What We Get When We Give
Understanding the value of giving, even in times of one's own greatest need.
Posted Dec 14, 2019
"The strong bond of friendship is not always a balanced equation; friendship is not always about giving and taking in equal shares. Instead, friendship is grounded in a feeling that you know exactly who will be there for you when you need something, no matter what or when." —Simon Sinek
The value of getting out of self—of allowing other’s problems to take priority over our own—can't be overstated. Compassion rewires the brain to change the way we engage in relationships and vice versa. Compassion even reduces the effects of PTSD in combat veterans (Lang et al., 2019), and is associated with improved work performance in mental health caregivers (Chu, 2017). If it works for combat vets and nurses, then we'd expected it to be a powerful tool for healing and re-connection.
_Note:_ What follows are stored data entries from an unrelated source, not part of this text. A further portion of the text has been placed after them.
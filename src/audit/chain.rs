//! Chain State Recovery
//!
//! The single mutable "last hash" pointer and its recovery from rotated,
//! possibly gzip-compressed audit segments after a restart.

use flate2::read::GzDecoder;
use serde_json::Value;
use std::fs::File;
use std::io::{BufRead, BufReader, Read};
use std::path::{Path, PathBuf};
use std::time::SystemTime;
use tracing::{debug, info, warn};

use crate::audit::entry::genesis_hash;

/// Last hash of the chain plus where it was recovered from. Exactly one
/// per writer process; mutated only inside the trail's critical section.
#[derive(Debug, Clone)]
pub struct ChainState {
    pub last_hash: String,
    pub source: String,
}

impl ChainState {
    pub fn genesis() -> Self {
        Self {
            last_hash: genesis_hash(),
            source: "GENESIS".to_string(),
        }
    }
}

/// Read every line of a segment, decompressing transparently when the
/// filename ends in `.gz`.
pub(crate) fn read_segment_lines(path: &Path) -> std::io::Result<Vec<String>> {
    let file = File::open(path)?;
    let reader: Box<dyn Read> = if path.extension().map(|e| e == "gz").unwrap_or(false) {
        Box::new(GzDecoder::new(file))
    } else {
        Box::new(file)
    };
    BufReader::new(reader).lines().collect()
}

/// Whether a directory entry is a segment of the given stream, rotated or
/// current (`<stream>-YYYY-MM-DD.log` or `.log.gz`).
fn is_stream_segment(path: &Path, stream: &str) -> bool {
    let name = match path.file_name().and_then(|n| n.to_str()) {
        Some(name) => name,
        None => return false,
    };
    name.starts_with(&format!("{}-", stream))
        && (name.ends_with(".log") || name.ends_with(".log.gz"))
}

/// List a stream's segments sorted newest-first by modification time.
pub fn list_segments_newest_first(dir: &Path, stream: &str) -> Vec<PathBuf> {
    let entries = match std::fs::read_dir(dir) {
        Ok(entries) => entries,
        Err(e) => {
            debug!("Audit directory {:?} not readable: {}", dir, e);
            return Vec::new();
        }
    };

    let mut segments: Vec<(PathBuf, SystemTime)> = entries
        .flatten()
        .map(|e| e.path())
        .filter(|p| is_stream_segment(p, stream))
        .filter_map(|p| {
            let mtime = p.metadata().and_then(|m| m.modified()).ok()?;
            Some((p, mtime))
        })
        .collect();

    segments.sort_by(|a, b| b.1.cmp(&a.1));
    segments.into_iter().map(|(p, _)| p).collect()
}

/// Extract the last usable `hash` field from a segment, walking backwards
/// over empty, truncated, or corrupt trailing lines.
fn last_hash_in_segment(path: &Path) -> Option<String> {
    let lines = match read_segment_lines(path) {
        Ok(lines) => lines,
        Err(e) => {
            warn!("Skipping unreadable audit segment {:?}: {}", path, e);
            return None;
        }
    };

    for line in lines.iter().rev() {
        let trimmed = line.trim();
        if trimmed.is_empty() {
            continue;
        }
        match serde_json::from_str::<Value>(trimmed) {
            Ok(value) => {
                if let Some(hash) = value.get("hash").and_then(|h| h.as_str()) {
                    return Some(hash.to_string());
                }
                debug!("Audit line without hash field in {:?}, trying previous", path);
            }
            Err(e) => {
                debug!("Corrupt audit line in {:?}: {}, trying previous", path, e);
            }
        }
    }
    None
}

/// Recover the chain state from persisted segments. Never fails: a
/// recovery problem falls through to older segments and ultimately to
/// GENESIS.
pub fn recover_chain_state(dir: &Path, stream: &str) -> ChainState {
    for segment in list_segments_newest_first(dir, stream) {
        if let Some(last_hash) = last_hash_in_segment(&segment) {
            let source = segment
                .file_name()
                .map(|n| n.to_string_lossy().into_owned())
                .unwrap_or_else(|| segment.display().to_string());
            info!("Recovered audit chain from {} (last hash {})", source, last_hash);
            return ChainState { last_hash, source };
        }
    }

    info!("No usable audit segments found, starting chain from GENESIS");
    ChainState::genesis()
}

#[cfg(test)]
mod tests {
    use super::*;
    use flate2::write::GzEncoder;
    use flate2::Compression;
    use std::io::Write;
    use tempfile::tempdir;

    fn write_plain(dir: &Path, name: &str, contents: &str) -> PathBuf {
        let path = dir.join(name);
        std::fs::write(&path, contents).unwrap();
        path
    }

    fn write_gzip(dir: &Path, name: &str, contents: &str) -> PathBuf {
        let path = dir.join(name);
        let file = File::create(&path).unwrap();
        let mut encoder = GzEncoder::new(file, Compression::default());
        encoder.write_all(contents.as_bytes()).unwrap();
        encoder.finish().unwrap();
        path
    }

    #[test]
    fn test_empty_directory_recovers_genesis() {
        let dir = tempdir().unwrap();
        let state = recover_chain_state(dir.path(), "audit");
        assert_eq!(state.last_hash, genesis_hash());
        assert_eq!(state.source, "GENESIS");
    }

    #[test]
    fn test_recovers_last_hash_from_plain_segment() {
        let dir = tempdir().unwrap();
        write_plain(
            dir.path(),
            "audit-2026-08-29.log",
            "{\"hash\":\"aaa\"}\n{\"hash\":\"bbb\"}\n",
        );
        let state = recover_chain_state(dir.path(), "audit");
        assert_eq!(state.last_hash, "bbb");
    }

    #[test]
    fn test_recovers_from_gzip_segment() {
        let dir = tempdir().unwrap();
        write_gzip(
            dir.path(),
            "audit-2026-08-28.log.gz",
            "{\"hash\":\"ccc\"}\n",
        );
        let state = recover_chain_state(dir.path(), "audit");
        assert_eq!(state.last_hash, "ccc");
        assert_eq!(state.source, "audit-2026-08-28.log.gz");
    }

    #[test]
    fn test_skips_corrupt_trailing_line() {
        let dir = tempdir().unwrap();
        write_plain(
            dir.path(),
            "audit-2026-08-29.log",
            "{\"hash\":\"good\"}\n{\"hash\":\"trunc",
        );
        let state = recover_chain_state(dir.path(), "audit");
        assert_eq!(state.last_hash, "good");
    }

    #[test]
    fn test_falls_through_unusable_newest_segment() {
        let dir = tempdir().unwrap();
        let older = write_plain(dir.path(), "audit-2026-08-28.log", "{\"hash\":\"older\"}\n");
        let newer = write_plain(dir.path(), "audit-2026-08-29.log", "not json at all\n");
        // Force mtime ordering: the corrupt segment must sort newest.
        let past = SystemTime::now() - std::time::Duration::from_secs(3600);
        std::fs::OpenOptions::new()
            .append(true)
            .open(&older)
            .unwrap()
            .set_modified(past)
            .unwrap();
        std::fs::OpenOptions::new()
            .append(true)
            .open(&newer)
            .unwrap()
            .set_modified(SystemTime::now())
            .unwrap();

        let state = recover_chain_state(dir.path(), "audit");
        assert_eq!(state.last_hash, "older");
    }

    #[test]
    fn test_other_streams_are_ignored() {
        let dir = tempdir().unwrap();
        write_plain(dir.path(), "security-2026-08-29.log", "{\"hash\":\"sec\"}\n");
        write_plain(dir.path(), "app-2026-08-29.log", "{\"hash\":\"app\"}\n");
        let state = recover_chain_state(dir.path(), "audit");
        assert_eq!(state.last_hash, genesis_hash());
    }
}
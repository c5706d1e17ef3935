mod common;

use common::{login_request, response, trail_in};
use flate2::write::GzEncoder;
use flate2::Compression;
use serde_json::json;
use std::fs::File;
use std::io::Write;
use std::path::Path;
use std::time::{Duration, SystemTime};
use tempfile::tempdir;

use crm_security_core::audit::{genesis_hash, verify_segment, AuditEntry};

fn today_segment(dir: &Path) -> std::path::PathBuf {
    let date = chrono::Utc::now().format("%Y-%m-%d");
    dir.join(format!("audit-{}.log", date))
}

fn segment_lines(path: &Path) -> Vec<String> {
    std::fs::read_to_string(path)
        .unwrap()
        .lines()
        .map(|l| l.to_string())
        .collect()
}

fn write_gzip_with_mtime(path: &Path, lines: &[String], age: Duration) {
    let file = File::create(path).unwrap();
    let mut encoder = GzEncoder::new(file, Compression::default());
    for line in lines {
        writeln!(encoder, "{}", line).unwrap();
    }
    encoder.finish().unwrap();
    std::fs::OpenOptions::new()
        .append(true)
        .open(path)
        .unwrap()
        .set_modified(SystemTime::now() - age)
        .unwrap();
}

#[tokio::test]
async fn test_fresh_process_chains_from_genesis() {
    let dir = tempdir().unwrap();
    let trail = trail_in(dir.path());

    let first = trail.record(login_request(json!({})), response(200), None).await;
    assert_eq!(first.previous_hash, genesis_hash());

    let second = trail.record(login_request(json!({})), response(200), None).await;
    assert_eq!(second.previous_hash, first.hash);
}

#[tokio::test]
async fn test_persisted_segment_verifies_end_to_end() {
    let dir = tempdir().unwrap();
    let trail = trail_in(dir.path());

    for i in 0..5 {
        trail
            .record(
                common::api_request("PUT", &format!("/api/deals/{}", i), json!({"stage": "offer"})),
                response(200),
                None,
            )
            .await;
    }

    let result = verify_segment(&today_segment(dir.path())).unwrap();
    assert!(result.valid, "{:?}", result.first_break);
    assert_eq!(result.entries_checked, 5);
}

#[tokio::test]
async fn test_tampered_segment_fails_verification() {
    let dir = tempdir().unwrap();
    let trail = trail_in(dir.path());

    for _ in 0..3 {
        trail.record(login_request(json!({})), response(401), None).await;
    }

    let path = today_segment(dir.path());
    let mut lines = segment_lines(&path);
    // Rewrite the middle entry's response status in place.
    let mut entry: serde_json::Value = serde_json::from_str(&lines[1]).unwrap();
    entry["response"]["statusCode"] = json!(200);
    lines[1] = entry.to_string();
    std::fs::write(&path, lines.join("\n")).unwrap();

    let result = verify_segment(&path).unwrap();
    assert!(!result.valid);
}

#[tokio::test]
async fn test_restart_recovers_last_hash_across_gzipped_segments() {
    let dir = tempdir().unwrap();

    // Write three entries, then rebuild the directory as two rotated
    // segments: the first two entries gzip-compressed and older, the
    // third in a newer plain segment.
    let trail = trail_in(dir.path());
    let mut last_hash = String::new();
    for _ in 0..3 {
        let entry = trail.record(login_request(json!({})), response(200), None).await;
        last_hash = entry.hash.clone();
    }
    drop(trail);

    let current = today_segment(dir.path());
    let lines = segment_lines(&current);
    std::fs::remove_file(&current).unwrap();

    write_gzip_with_mtime(
        &dir.path().join("audit-2026-08-20.log.gz"),
        &lines[..2].to_vec(),
        Duration::from_secs(7200),
    );
    let newer = dir.path().join("audit-2026-08-21.log");
    std::fs::write(&newer, format!("{}\n", lines[2])).unwrap();

    let restarted = trail_in(dir.path());
    assert_eq!(restarted.last_hash().await, last_hash);

    // The next entry continues the recovered chain.
    let next = restarted.record(login_request(json!({})), response(200), None).await;
    assert_eq!(next.previous_hash, last_hash);
}

#[tokio::test]
async fn test_recovery_skips_partially_written_trailing_line() {
    let dir = tempdir().unwrap();
    let trail = trail_in(dir.path());
    let entry = trail.record(login_request(json!({})), response(200), None).await;
    drop(trail);

    // Simulate a crash mid-write: a truncated line at the end of the
    // segment.
    let path = today_segment(dir.path());
    let mut contents = std::fs::read_to_string(&path).unwrap();
    contents.push_str("{\"correlationId\":\"trunc");
    std::fs::write(&path, contents).unwrap();

    let restarted = trail_in(dir.path());
    assert_eq!(restarted.last_hash().await, entry.hash);
}

#[tokio::test]
async fn test_raw_secret_never_reaches_disk() {
    let dir = tempdir().unwrap();
    let trail = trail_in(dir.path());

    trail
        .record(
            login_request(json!({
                "email": "agent@example.com",
                "password": "hunter2-raw",
                "profile": {"nested": {"mfaSecret": "JBSWY3DP"}}
            })),
            response(401),
            None,
        )
        .await;

    let contents = std::fs::read_to_string(today_segment(dir.path())).unwrap();
    assert!(!contents.contains("hunter2-raw"));
    assert!(!contents.contains("JBSWY3DP"));
    assert!(contents.contains("[REDACTED]"));

    // The redacted persisted entry still reproduces its own hash.
    let entry: AuditEntry = serde_json::from_str(contents.lines().next().unwrap()).unwrap();
    assert!(entry.verify_hash());
}

#[tokio::test]
async fn test_login_also_lands_on_security_stream() {
    let dir = tempdir().unwrap();
    let trail = trail_in(dir.path());
    trail.record(login_request(json!({})), response(200), None).await;

    let date = chrono::Utc::now().format("%Y-%m-%d");
    let security = dir.path().join(format!("security-{}.log", date));
    let contents = std::fs::read_to_string(security).unwrap();
    assert!(contents.contains("USER_LOGIN"));
}
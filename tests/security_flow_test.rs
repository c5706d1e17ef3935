//! End-to-end flow of the security core around a login burst: duplicate
//! guard in front, lockout consulted before password verification, audit
//! trail recording every completed response.

mod common;

use serde_json::json;
use std::sync::Arc;
use tempfile::tempdir;

use common::{login_request, response, setup_test_db, trail_in};
use crm_security_core::classify::{event_types, SecurityEventClassifier, Severity};
use crm_security_core::config::{DedupConfig, LockoutConfig};
use crm_security_core::dedup::{request_signature, DuplicateRequestGuard};
use crm_security_core::lockout::LockoutTracker;
use crm_security_core::store::MemoryFastStore;

#[tokio::test]
async fn test_login_burst_locks_account_and_audits_every_attempt() {
    let dir = tempdir().unwrap();
    let trail = trail_in(dir.path());
    let db = Arc::new(setup_test_db().await);
    let tracker = LockoutTracker::new(
        Arc::new(MemoryFastStore::new()),
        db.clone(),
        LockoutConfig::default(),
    );
    let classifier = SecurityEventClassifier::new();

    let mut last_hash = None;
    for attempt in 0..5 {
        // Lockout is consulted synchronously before password verification.
        let status = tracker.is_locked(Some("u1"), "agent@example.com").await;
        assert!(!status.is_locked, "locked too early at attempt {}", attempt);

        let outcome = tracker
            .record_failure(Some("u1"), "agent@example.com", "10.0.0.1", "crm-web/2.1")
            .await
            .unwrap();
        assert_eq!(outcome.locked, attempt == 4);

        // Response completion hook: classify and record.
        let (event_type, severity) = classifier.classify("POST", "/api/auth/login", 401);
        assert_eq!(event_type, event_types::USER_LOGIN);
        assert_eq!(severity, Severity::Warn);

        let entry = trail
            .record(
                login_request(json!({"email": "agent@example.com", "password": "guess"})),
                response(401),
                None,
            )
            .await;
        if let Some(prev) = last_hash {
            assert_eq!(entry.previous_hash, prev);
        }
        last_hash = Some(entry.hash.clone());
    }

    // Sixth attempt short-circuits on the lock; no password verification,
    // but the rejection itself is still auditable.
    let status = tracker.is_locked(Some("u1"), "agent@example.com").await;
    assert!(status.is_locked);
}

#[tokio::test]
async fn test_double_submit_is_flagged_before_the_handler_runs() {
    let guard = DuplicateRequestGuard::new(DedupConfig::default());
    let body = br#"{"email":"agent@example.com","password":"x"}"#;
    let sig = request_signature("10.0.0.1", "crm-web/2.1", body);

    // First submission reaches the handler, the replay is flagged; the
    // caller maps the verdict to a 429.
    assert!(!guard.check_and_record(&sig));
    assert!(guard.check_and_record(&sig));
}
Take the counterintuitive story of Steve and Duane:
"Just as I was heading out the door on a Saturday morning for my weekly softball game, I got a call from my doctor.
"'Steve,' he said, 'I hate to tell you this—and I came into the office on the weekend, so I could call you—but it looks like you've got prostate cancer.'
"My heart sank. At that moment, my life was over. I was going to be living the next few months or years depressed and suffering. Cancer! Damn. Game over.
"My doc, whom I'd known for decades, cared about me a lot. He told me to come in right away, and we'd start treatment almost immediately."
"'Okay,” I said. What else could I do?
"As soon as I hung up, I called my friend Duane. 'Hey man, Guess what? I just found out I’ve got cancer, and...”
"'Oh, damn,' said Duane, 'I am so very sorry about that. But guess what happened to me? Carrie just walked out! Can you believe it? She took the kids and said she dares me to try to keep the house. She’s hired a high-priced divorce lawyer, so from the get-go, I’m pretty sure there's not a damn thing I can do about it. It’s over.'
"I was so dazed that I wasn’t sure what to say back, so—luckily, I guess—I didn’t say anything. It all seemed surreal: Me with my cancer, and Duane going on and on about what was happening to him.
Well, I’d always cared about Duane, and what was happening to him really was bad. I’d never heard him sound so down. In the seconds before he called, I was slipping into something like almost panic.
But pulling back from my feelings and giving Duane space to tell me what was happening to him automatically changed my focus—actually changed how I was experiencing what my doctor had just told me. And strangely, my sense of suffering and self-pity just kind of faded away to almost nothing as I let my feelings for Duane kick in, even though I knew he was kinda’ being a dick."
Feeling Ripped Off
Where does irrelationship come into this? It’s actually ridiculously simple: No experience is as valuable to us humans as feeling helpful and useful.
This is so true that if we don’t allow others to care for us in a meaningful way, we’re actually ripping them off. That’s irrelationship. On the other hand, connections in which we can offer as well as accept compassion and meet one another’s needs—both simple and dire ones—is relationship sanity. The bonus is that seeking to meet others’ needs meets our own, as Steve learned unexpectedly when he reached out to Duane.
"And so," continued Steve, "I started treatment. It was long and very, very uncomfortable, but I trusted my doctor and did what I was told. Meanwhile, Duane's divorce went on and got pretty ugly. Well, to combat the depression that kept coming at me, I’d pick up the phone and call him just to give him a chance to tell someone what was happening to him and how it was making him feel. Yeah, he was still basically wrapped up in himself, same as always, but every time we talked, giving him that space made me feel better."
If he’d had a better understanding of how his connection with Duane worked, Steve might have been able to share it with Duane in such a way that Duane could see that reaching out to his friend Steve could have benefited himself. But Steve wasn’t quite in a headspace where he was able to ask for what he wanted—and possibly was afraid it might have sounded ridiculous to Duane.
The upshot was that “I survived," Steve said with some sadness. "Duane called me about a year after I was diagnosed, and we had pretty much the same conversation we’d had before. I’d hoped Duane would be able to reach out to me in some way—at least ask what was happening, maybe take me to the doctor or even to lunch.”
Friends with Benefits?
Even so, the benefits Steve realized as he went through this rough patch made him feel less isolated and hopeless. By the time he was clinically described as a “cancer survivor,” he had learned a lot about opening his heart and taking emotional risks, no matter what he was experiencing at the time.
Making space for Duane when it seemed like Duane "should" be more receptive as a friend was paradoxically rewarding. Finding the capacity for generosity and gratitude in the face of great emotional challenge, accepting and valuing others' vulnerability during one's own trying times, lays the foundation for relationship sanity.